The Mogul Empire's decline shifted patronage to regional courts and led to indigenous styles. A long, trailing coat was worn at the sophisticated court of Oudh. Women's pajamas evolved into elaborate slit skirts called farshi payjama. Only Hindu women wore skirts.
The impact of European clothing on India was gradual. In the seventeenth and eighteenth centuries, many European men adopted Indian dress and married or lived with Indian women. The arrival of substantial numbers of European women in the mid-to late nineteenth century brought about a change of lifestyles. The formation of a colonial government and the evolution of a formal social life led to a more formal dress code. The Indian civil servants, soldiers, and students were expected to dress accordingly. The Indian elite adopted the Western mode of dress, while the middle class blended it with their own. The Bengali babu wore his dhoti with a shirt, a coat, and an umbrella. In southern India, men wore the coat and shirt over the sarong. Women began wearing blouses imitating the neckline, collars, and puffed sleeves of Western fashion. The tunics of North India also followed some of the European fashions.

General Regional Styles
Despite the fact that South Asia preferred the use of draped garments, regional variations occur throughout the area. These are influenced by geo-climatic conditions, and sociocultural environment.

North India and Pakistan
In North India and Pakistan, stitched costumes similar to those of Central Asia are prevalent. Men and women wear a tunic called a kamiz, together with salwar, loose pantaloons, narrow at the ankles and tied at the waist. (The salwar is cut quite differently from the pajama.) The versions of salwar kamiz worn by men and women are similar but have a different cut and styling. In addition to the tunic and pantaloons, women wear a veil, dupatta, which is a head covering, and can envelop the body. Pakistan's women have adopted salwar kamiz as their national dress; for outdoors, many women wear a burqa over the salwar kamiz that covers them from head to toe.
In Greater Punjab (extending into both India and Pakistan), Sindh, and the North-West Frontier Province of Pakistan, people wear a longer style of tunic, called a kurta, as well as salwar.

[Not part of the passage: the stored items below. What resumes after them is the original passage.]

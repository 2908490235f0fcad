//! Per-principal resource limits

use std::time::Duration;

/// Resource caps enforced on a session, attached to its `Principal`.
#[derive(Debug, Clone, Copy, PartialEq, Eq)]
pub struct Quota {
    /// How long an idle (disconnected, persistent) session may survive.
    pub max_idle_session_ttl: Duration,
    /// Largest single packet the session may receive.
    pub max_packet_size: u32,
    /// Size of the packet-identifier pool — the cap on concurrent in-flight
    /// outbound QoS 1/2 messages.
    pub max_packet_identifiers: u16,
    pub max_queue_size_qos0: usize,
    pub max_queue_size_qos1: usize,
    pub max_queue_size_qos2: usize,
}

impl Default for Quota {
    fn default() -> Self {
        Self {
            max_idle_session_ttl: Duration::from_secs(3600),
            max_packet_size: 256 * 1024,
            max_packet_identifiers: 64,
            max_queue_size_qos0: 1000,
            max_queue_size_qos1: 1000,
            max_queue_size_qos2: 1000,
        }
    }
}
//! Rendering collaborators.
//!
//! The engine only talks to the [`Renderer`] trait. [`FfmpegRenderer`] shells out to `ffmpeg` and
//! `blender`; [`RecordingRenderer`] captures calls in memory.

pub mod backend;
pub mod ffmpeg;
pub mod recording;

pub use backend::Renderer;
pub use ffmpeg::{FfmpegRenderer, is_ffmpeg_on_path};
pub use recording::{RecordingRenderer, RenderCall};
use std::sync::{
    Arc,
    atomic::{AtomicBool, Ordering},
};

use crate::foundation::error::{MashupError, MashupResult};

/// Shared cancellation flag.
///
/// Clones observe the same flag. Long-running operations poll it at their natural boundaries
/// (before each render, while waiting on a child process, between decoded keys).
#[derive(Clone, Debug, Default)]
pub struct CancelToken {
    flag: Arc<AtomicBool>,
}

impl CancelToken {
    pub fn new() -> Self {
        Self::default()
    }

    pub fn cancel(&self) {
        self.flag.store(true, Ordering::SeqCst);
    }

    pub fn is_cancelled(&self) -> bool {
        self.flag.load(Ordering::SeqCst)
    }

    /// Fail with [`MashupError::Cancelled`] once the token has fired.
    pub fn check(&self, what: &str) -> MashupResult<()> {
        if self.is_cancelled() {
            return Err(MashupError::cancelled(what.to_string()));
        }
        Ok(())
    }
}
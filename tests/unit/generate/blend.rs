use super::*;

#[test]
fn builtins_are_valid() {
    for (name, t) in builtin_templates() {
        t.validate(&name).unwrap();
    }
    let catalog = BlendCatalog::default();
    let mosaic = catalog.get("mosaic-scroll").unwrap();
    assert_eq!(mosaic.slots.len(), 16);
    assert_eq!(mosaic.duration, Duration::from_secs(10));
    assert_eq!(catalog.get("triptych").unwrap().slots.len(), 3);
}

#[test]
fn unknown_template_is_a_config_error() {
    let err = BlendCatalog::default().get("nope").unwrap_err();
    assert!(matches!(err, MashupError::Config(_)));
}

#[test]
fn overrides_add_and_replace() {
    let mut extra = BTreeMap::new();
    extra.insert(
        "triptych".to_string(),
        BlendTemplate::uniform("p", 2, Duration::from_secs(1), Duration::from_secs(1)),
    );
    extra.insert(
        "duo".to_string(),
        BlendTemplate::uniform("p", 2, Duration::from_secs(2), Duration::from_secs(2)),
    );
    let catalog = BlendCatalog::with_overrides(&extra).unwrap();
    assert_eq!(catalog.get("triptych").unwrap().slots.len(), 2);
    assert!(catalog.get("duo").is_ok());
    assert!(catalog.names().any(|n| n == "mosaic-scroll"));
}

#[test]
fn invalid_templates_are_rejected() {
    let empty = BlendTemplate {
        slots: vec![],
        duration: Duration::from_secs(1),
    };
    assert!(empty.validate("e").is_err());

    let mut dup = BlendTemplate::uniform("s", 2, Duration::from_secs(1), Duration::from_secs(1));
    dup.slots[1].name = dup.slots[0].name.clone();
    assert!(dup.validate("d").is_err());

    let zero = BlendTemplate::uniform("s", 2, Duration::ZERO, Duration::from_secs(1));
    assert!(zero.validate("z").is_err());

    let extra: BTreeMap<_, _> = [("bad".to_string(), zero)].into_iter().collect();
    assert!(BlendCatalog::with_overrides(&extra).is_err());
}
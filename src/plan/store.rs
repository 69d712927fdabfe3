use std::path::{Path, PathBuf};

use anyhow::Context as _;

use crate::{
    foundation::{
        error::{MashupError, MashupResult},
        json::{read_json, write_json_new},
    },
    plan::model::{Plan, PlanName},
};

/// Directory of `<name>.json` plan documents.
///
/// Names are weak references: every [`PlanStore::load`] re-reads the file, nothing is cached.
#[derive(Clone, Debug)]
pub struct PlanStore {
    dir: PathBuf,
}

impl PlanStore {
    pub fn new(dir: impl Into<PathBuf>) -> Self {
        Self { dir: dir.into() }
    }

    /// Like [`PlanStore::new`], creating the directory if needed.
    pub fn create_dir(dir: impl Into<PathBuf>) -> MashupResult<Self> {
        let dir = dir.into();
        std::fs::create_dir_all(&dir)
            .with_context(|| format!("failed to create plan directory '{}'", dir.display()))?;
        Ok(Self { dir })
    }

    pub fn dir(&self) -> &Path {
        &self.dir
    }

    pub fn path(&self, name: &PlanName) -> PathBuf {
        self.dir.join(format!("{name}.json"))
    }

    pub fn exists(&self, name: &PlanName) -> bool {
        self.path(name).is_file()
    }

    pub fn load(&self, name: &PlanName) -> MashupResult<Plan> {
        let plan: Plan = read_json(&self.path(name)).map_err(|e| match e {
            MashupError::NotFound(_) => MashupError::not_found(format!("plan '{name}'")),
            other => other,
        })?;
        if &plan.name != name {
            return Err(MashupError::validation(format!(
                "plan file '{name}' declares name '{}'",
                plan.name
            )));
        }
        Ok(plan)
    }

    /// Persist a new plan. An existing file with the same name is [`MashupError::AlreadyExists`].
    pub fn create(&self, plan: &Plan) -> MashupResult<()> {
        write_json_new(&self.path(&plan.name), plan)
    }
}

#[cfg(test)]
#[path = "../../tests/unit/plan/store.rs"]
mod tests;
//! Named composition operations and their on-disk store.

pub mod model;
pub mod store;

pub use model::{ClipSource, Plan, PlanName, PlanOp, is_perfect_square, validate_stack_count};
pub use store::PlanStore;
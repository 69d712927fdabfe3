use super::*;

#[test]
fn algorithm_names_parse_loosely() {
    assert_eq!(
        "SHA-512".parse::<DigestAlgorithm>().unwrap(),
        DigestAlgorithm::Sha512
    );
    assert_eq!(
        "sha256".parse::<DigestAlgorithm>().unwrap(),
        DigestAlgorithm::Sha256
    );
    assert!(matches!(
        "md5".parse::<DigestAlgorithm>(),
        Err(MashupError::Config(_))
    ));
}

#[test]
fn sha256_digest_matches_known_vector() {
    assert_eq!(
        DigestAlgorithm::Sha256.hex_digest(b"abc"),
        "ba7816bf8f01cfea414140de5dae2223b00361a396177a9cb410ff61f20015ad"
    );
    assert_eq!(DigestAlgorithm::Sha512.hex_digest(b"abc").len(), 128);
}

#[test]
fn lookup_mode_does_not_create_buckets() {
    let dir = tempfile::tempdir().unwrap();
    let store = DigestBuckets::new(dir.path(), DigestAlgorithm::Sha256);

    assert_eq!(store.locate(b"k1", false).unwrap(), None);
    let created = store.locate(b"k1", true).unwrap().unwrap();
    assert!(created.is_dir());
    assert!(created.starts_with(dir.path()));
    assert_eq!(store.locate(b"k1", false).unwrap(), Some(created));
}

#[test]
fn distinct_keys_get_distinct_buckets() {
    let store = DigestBuckets::new("/catalog", DigestAlgorithm::Sha512);
    assert_ne!(store.bucket_path(b"a"), store.bucket_path(b"b"));
    assert_eq!(store.bucket_path(b"a"), store.bucket_path(b"a"));
}
use rand::{SeedableRng as _, rngs::StdRng};

use super::*;
use crate::foundation::core::{Duration, Region, TaggedRegion};

fn source(key: &str) -> Source {
    Source::new(
        key,
        vec![
            TaggedRegion::new(Region::new(Duration::ZERO, Duration::from_secs(10)))
                .with_tags(["action"]),
        ],
    )
}

fn catalog() -> (tempfile::TempDir, Catalog) {
    let dir = tempfile::tempdir().unwrap();
    let cat = Catalog::new(dir.path().join("catalog"), "SHA-512").unwrap();
    (dir, cat)
}

#[test]
fn create_then_lookup_returns_the_same_source() {
    let (_dir, cat) = catalog();
    let s = source("k1");
    cat.create(&s).unwrap();
    assert_eq!(cat.lookup("k1").unwrap(), s);
}

#[test]
fn duplicate_create_is_already_exists_and_keeps_the_original() {
    let (_dir, cat) = catalog();
    cat.create(&source("k1")).unwrap();

    let mut changed = source("k1");
    changed.regions[0].tags.clear();
    let err = cat.create(&changed).unwrap_err();
    assert!(err.is_already_exists(), "{err}");

    assert_eq!(cat.lookup("k1").unwrap(), source("k1"));
    let keys = cat.keys(&mut StdRng::seed_from_u64(1)).unwrap();
    assert_eq!(keys, vec!["k1".to_string()]);
}

#[test]
fn lookup_of_unknown_key_is_not_found() {
    let (_dir, cat) = catalog();
    assert!(cat.lookup("nope").unwrap_err().is_not_found());
}

#[test]
fn keys_are_complete_and_shuffled() {
    let (_dir, cat) = catalog();
    let expected: Vec<String> = (0..32).map(|i| format!("key-{i:02}")).collect();
    for k in &expected {
        cat.create(&source(k)).unwrap();
    }

    let mut rng = StdRng::seed_from_u64(7);
    let a = cat.keys(&mut rng).unwrap();
    let b = cat.keys(&mut rng).unwrap();

    let mut sorted = a.clone();
    sorted.sort();
    assert_eq!(sorted, expected);
    assert_ne!(a, expected, "32 keys should not come back in insertion order");
    assert_ne!(a, b, "each call reshuffles");
}

#[test]
fn empty_catalog_has_no_keys() {
    let (_dir, cat) = catalog();
    assert!(cat.keys(&mut StdRng::seed_from_u64(1)).unwrap().is_empty());
}

#[test]
fn unsupported_algorithm_is_a_config_error() {
    let dir = tempfile::tempdir().unwrap();
    assert!(matches!(
        Catalog::new(dir.path(), "CRC32"),
        Err(MashupError::Config(_))
    ));
}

The embroidered tunic worn by women in Pakistan's Sindh and Baluchistan areas is similar to the one worn by the Baluchi women of Afghanistan and Iran.
The Hindu, Muslim, and Sikh peasants wore a long wide sarong known as lacha made of cotton, worn long at the back and knotted in the front, with the ends tucked into the side. Affluent landlords wore a silk lacha with broad borders. Men wore turbans with a crestlike fan rising from behind and a long, flowing end falling down the wearer's back. The Jats of East Punjab and Haryana in India wear a similar dress.
The men and women of Kashmir wear a long, loose tunic, pheran, with a salwar or a pajama; the Kashmir tunic is quite distinct from the kamiz. The women's tunic has embroidery at the neck and is worn with a headscarf.

Ladakh Sometimes known as lesser Tibet, the small Himalayan territory of Ladakh maintains Buddhist lamaistic traditions. Men wear a long, woolen coat with side fastenings, with a shirt and a sash. Everyone wears a tall hat with an upturned rim, richly embroidered for special occasions. Women wear a long velvet dress, with a sheepskin, lokp, suspended from the shoulders at the back like a short cape, which is replaced by a brocade or richly embroidered version for festive occasions. Women also wear an elaborate headdress, perak, covered with large pieces of turquoise, which curves over the head like a cobra hood and hangs down the back.